EDIT: In response to the answer below, I've tried updating my role to the following, but it does not make a difference:
{
"Version": "2012-10-17",
"Statement": [
{
"Effect": "Allow",
"Action": [
"s3:ListBucket"
],
"Resource": [
"arn:aws:s3:::my-bucket"
],
"Condition": {
"StringLike": {
"s3:prefix": [
"subfolder/${cognito-identity.amazonaws.com:sub}/*"
]
}
}
},
{
"Effect": "Allow",
"Action": [
"s3:GetObject",
"s3:PutObject"
],
"Resource": [
"arn:aws:s3:::my-bucket/subfolder/${cognito-identity.amazonaws.com:sub}/*"
]
}
]
}
I've also confirmed that the access credentials I'm using are from Cognito by using the access/secret/security token triple retrieved from STS using Cognito token to create a boto IAMConnection object and querying for my role name corresponding to the auth'd cognito users for my identity pool. In doing so, I got the following exception when trying to read this role (which is exactly what should happen since I did not grant access):
BotoServerError: BotoServerError: 403 Forbidden
<ErrorResponse xmlns="https://iam.amazonaws.com/doc/2010-05-08/">
<Error>
<Type>Sender</Type>
<Code>AccessDenied</Code>
<Message>User: arn:aws:sts::MY_AWS_ACCT_ID:assumed-role/my_policy_role_name/session_name_here is not authorized to perform: iam:GetRole on resource: role awsNameFor_Role_Given_123012313</Message>
</Error>
<RequestId>xxx-xxxx-xxxx-xxxx-xxxxx</RequestId>
</ErrorResponse>
So still no clarity on why this isn't working.
5 things:
Make sure you are using credentials issued by the Amazon Cognito Identity service otherwise ${cognito-identity.amazonaws.com:sub} will be empty and grant you access to everything
Make sure the Amazon Cognito Identity credentials you are using were issued after you updated the policy, the policy is embedded in the session portion of the credentials so if you are using old credentials, they may not have the current policy attached.

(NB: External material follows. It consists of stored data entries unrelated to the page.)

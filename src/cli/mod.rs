//! Command-line interface for dockforge.
//!
//! Provides commands for rendering Dockerfiles, building and moving
//! images, and managing the container lifecycle from a manifest.

mod commands;

pub use commands::{parse_cli, run, run_with_cli};
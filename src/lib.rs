//! dockforge: Dockerfile generation and Docker Remote API pipelines.
//!
//! This library models Dockerfiles as typed instruction sequences,
//! exposes the Docker daemon operations behind task types, and wires
//! tasks into dependency-ordered graphs with guaranteed cleanup.

// Core modules
pub mod cli;
pub mod client;
pub mod config;
pub mod convention;
pub mod dockerfile;
pub mod error;
pub mod graph;
pub mod pipeline;
pub mod registry;
pub mod tasks;

// Re-export commonly used error types
pub use error::{DockerfileError, GraphError, RemoteApiError, RunError, TaskError};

You cannot use the username of the user, you must use the Amazon Cognito Identity id. So instead of test#test.com it will be the identity id: us-east-1:beef-beef-beef-xxxxxxxxx
Your pool has 2 roles associated with it, an unauthenticated role and an authenticated role. Make sure you are setting your policy on the correct role, in this case it looks like you are using developer authenticated identities and should be modifying the policy on the authenticated role.
Check your S3 bucket policy, if you allow anonymous access to your bucket, the Cognito role policy will not override it. Turn off anonymous access if that is the case. http://docs.aws.amazon.com/AmazonS3/latest/dev/example-bucket-policies.html#example-bucket-policies-use-case-2
It looks like you're code is using a hard-coded access key and secret key and is NOT using Cognito to retrieve credentials. Instead of embedding the same access key and secret key for all users, to leverage Cognito you'll need to follow the Authentication Flow and use GetId (boto reference, AWS reference) to get an identity ID and then GetCredentialsForIdentity (boto reference AWS reference) to get the Cognito-issued credentials for the current ID. Then use those credentials with the boto S3 connection.
Also be sure to cache the ID for each user and reuse it when making additional calls to Cognito.
The answer was rather silly. Apparently buckets themselves in S3 have their own policies (they are rather tucked away), but I had the directive:
Principal: "*"
which caused the bucket to be world readable.
The second revelation was that if you restrict a bucket with the s3:ListBucket with a Condition, that doesn't mean if you list the bucket you'll get only those results - you must call it by name. As an example in boto:
wrong = bucket.list() # will simply 403
right = bucket.list(prefix="base/subdir/<cognito-id>/") # will succeed
In other words S3 is designed such that you must know the prefix-key of the desired folder, which is good practice anyway.
I have to say, I was quite impressed with how helpful the folks at AWS were in diagnosing this issue here and on their forum. Anyway, a much better understanding of S3 now.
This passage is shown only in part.